A collection of interesting Data Science Projects that highlight the foundational understanding of SQL, Python and it's libraries
- Supervised Machine Learning Project - Classifying handwritten digits into its class using KNN
Skills tested: Pandas, Matplotlib, SciKit learn, Machine Learning, K-Nearest Neighbors classifier
Project description :In this project we work with the Scikit learn's in-built digits dataset which is a dataset of handwritten images rendered into pixels and then stored in an array. We use the image data to classify it into ten different classes from 0-9 based on the image. We also show how to choose the neighbors such that the model accuracy is the highest.
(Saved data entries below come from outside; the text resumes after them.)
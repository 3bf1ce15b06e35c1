//! Route table and session-based navigation guard

use std::fmt;

use crate::session::SessionState;

/// Navigation targets
#[derive(Debug, Clone, PartialEq, Eq)]
pub enum Route {
    Login,
    Register,
    Dashboard,
    CreateItinerary,
    /// Reachable, but still submits through the creation path
    EditItinerary(String),
    ItineraryDetail(String),
}

impl Route {
    /// Parses a path such as `/itinerary/abc`.
    pub fn parse(path: &str) -> Option<Route> {
        let trimmed = path.trim_end_matches('/');
        let segments: Vec<&str> = trimmed
            .split('/')
            .filter(|segment| !segment.is_empty())
            .collect();

        match segments.as_slice() {
            [] => Some(Route::Dashboard),
            ["login"] => Some(Route::Login),
            ["register"] => Some(Route::Register),
            ["create-itinerary"] => Some(Route::CreateItinerary),
            ["edit-itinerary", id] => Some(Route::EditItinerary(id.to_string())),
            ["itinerary", id] => Some(Route::ItineraryDetail(id.to_string())),
            _ => None,
        }
    }

    pub fn path(&self) -> String {
        match self {
            Route::Login => "/login".to_string(),
            Route::Register => "/register".to_string(),
            Route::Dashboard => "/".to_string(),
            Route::CreateItinerary => "/create-itinerary".to_string(),
            Route::EditItinerary(id) => format!("/edit-itinerary/{}", id),
            Route::ItineraryDetail(id) => format!("/itinerary/{}", id),
        }
    }

    pub fn is_protected(&self) -> bool {
        !matches!(self, Route::Login | Route::Register)
    }
}

impl fmt::Display for Route {
    fn fmt(&self, f: &mut fmt::Formatter<'_>) -> fmt::Result {
        f.write_str(&self.path())
    }
}

/// What to show for a requested route
#[derive(Debug, Clone, PartialEq, Eq)]
pub enum GuardDecision {
    /// Session resolution still pending
    Loading,
    Redirect(Route),
    Render(Route),
}

/// Gates protected routes on the session state. No side effects.
#[derive(Debug, Default, Clone, Copy)]
pub struct RouteGuard;

impl RouteGuard {
    pub fn check(&self, state: &SessionState, route: Route) -> GuardDecision {
        if !route.is_protected() {
            return GuardDecision::Render(route);
        }

        match state {
            SessionState::Resolving => GuardDecision::Loading,
            SessionState::SignedOut => GuardDecision::Redirect(Route::Login),
            SessionState::SignedIn(_) => GuardDecision::Render(route),
        }
    }
}

#[cfg(test)]
mod tests {
    use super::*;
    use crate::session::Identity;

    #[test]
    fn test_route_parse_and_path() {
        assert_eq!(Route::parse("/"), Some(Route::Dashboard));
        assert_eq!(Route::parse("/login"), Some(Route::Login));
        assert_eq!(
            Route::parse("/itinerary/abc"),
            Some(Route::ItineraryDetail("abc".to_string()))
        );
        assert_eq!(
            Route::parse("/edit-itinerary/abc/"),
            Some(Route::EditItinerary("abc".to_string()))
        );
        assert_eq!(Route::parse("/itinerary"), None);
        assert_eq!(Route::parse("/unknown"), None);

        for route in [
            Route::Login,
            Route::Register,
            Route::Dashboard,
            Route::CreateItinerary,
            Route::EditItinerary("x".to_string()),
            Route::ItineraryDetail("y".to_string()),
        ] {
            assert_eq!(Route::parse(&route.path()), Some(route));
        }
    }

    #[test]
    fn test_guard_decisions() {
        let guard = RouteGuard;
        let signed_in = SessionState::SignedIn(Identity {
            uid: "user-a".to_string(),
            email: Some("a@example.com".to_string()),
            display_name: None,
        });

        assert_eq!(
            guard.check(&SessionState::Resolving, Route::Dashboard),
            GuardDecision::Loading
        );
        assert_eq!(
            guard.check(&SessionState::SignedOut, Route::CreateItinerary),
            GuardDecision::Redirect(Route::Login)
        );
        assert_eq!(
            guard.check(&signed_in, Route::Dashboard),
            GuardDecision::Render(Route::Dashboard)
        );
        assert_eq!(
            guard.check(&SessionState::SignedOut, Route::Register),
            GuardDecision::Render(Route::Register)
        );
        assert_eq!(
            guard.check(&SessionState::Resolving, Route::Login),
            GuardDecision::Render(Route::Login)
        );
    }
}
- Supervised Machine Learning Project - Predicting credit card approval using logistic regression classification model
Skills tested: Pandas, Supervised Learning with scikit-learn, Machine Learning, Logistic regression, grid search parameter tuning method
Project description :Commercial banks receive a lot of applications for credit cards. Many of them get rejected for many reasons, like high loan balances, low income levels, or too many inquiries on an individual's credit report, for example. Manually analyzing these applications is mundane, error-prone, and time-consuming (and time is money!). Luckily, this task can be automated with the power of machine learning and pretty much every commercial bank does so nowadays. In this project, we will build an automatic credit card approval predictor using machine learning techniques, just like the real banks do. The dataset used in this project is the Credit Card Approval dataset from the UCI Machine Learning Repository.
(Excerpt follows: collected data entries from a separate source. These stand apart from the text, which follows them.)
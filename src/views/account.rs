//! Login, registration and logout screens

use tracing::error;

use crate::error::PlannerError;
use crate::guard::Route;
use crate::notify::Outcome;
use crate::session::{RegisterForm, SessionContext};
use crate::store::DocumentStore;

pub async fn login(session: &SessionContext, email: &str, password: &str) -> Outcome {
    match session.login(email, password).await {
        Ok(_) => Outcome::success("Logged in successfully").with_redirect(Route::Dashboard),
        Err(err) => {
            error!(error = %err, "login failed");
            Outcome::error(err.user_message())
        }
    }
}

pub async fn register(
    session: &SessionContext,
    store: &dyn DocumentStore,
    form: &RegisterForm,
) -> Outcome {
    match session.register(form, store).await {
        Ok(_) => Outcome::success("Your account has been created successfully!")
            .with_redirect(Route::Dashboard),
        Err(err @ PlannerError::Validation(_)) => Outcome::error(err.user_message()),
        Err(err) => {
            error!(error = %err, "registration failed");
            Outcome::error(err.user_message())
        }
    }
}

pub async fn logout(session: &SessionContext) -> Outcome {
    match session.logout().await {
        Ok(()) => Outcome::none().with_redirect(Route::Login),
        Err(err) => Outcome::error(err.user_message()).with_redirect(Route::Login),
    }
}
- Unsupervised Machine Learning Project - Customer segmentation using app behaviour for a marketing app
Skills tested: Pandas, Numpy, Unsupervised Learning with scikit-learn, Machine Learning, Elbow method, k-means clustering, Funnel visualisation using Plotly
Project description :Here we have the data from a marketing app that creates a drive to store solution by showing advertising brochures to users. Based on a combination of user activity & preference, users are sent different kinds of push notifications. The data tells us if a particular user received a notification and if they opened it. We use k-means clustering to segment the users into low, mid and high value customers and propose individual trageting strategies for each segment. Moreover, basic EDA coupled with the segmentation helps us recognise interesting patterns in user behaviour over several weeks and helps us define key initiatives to utilise the user trends to improve business growth.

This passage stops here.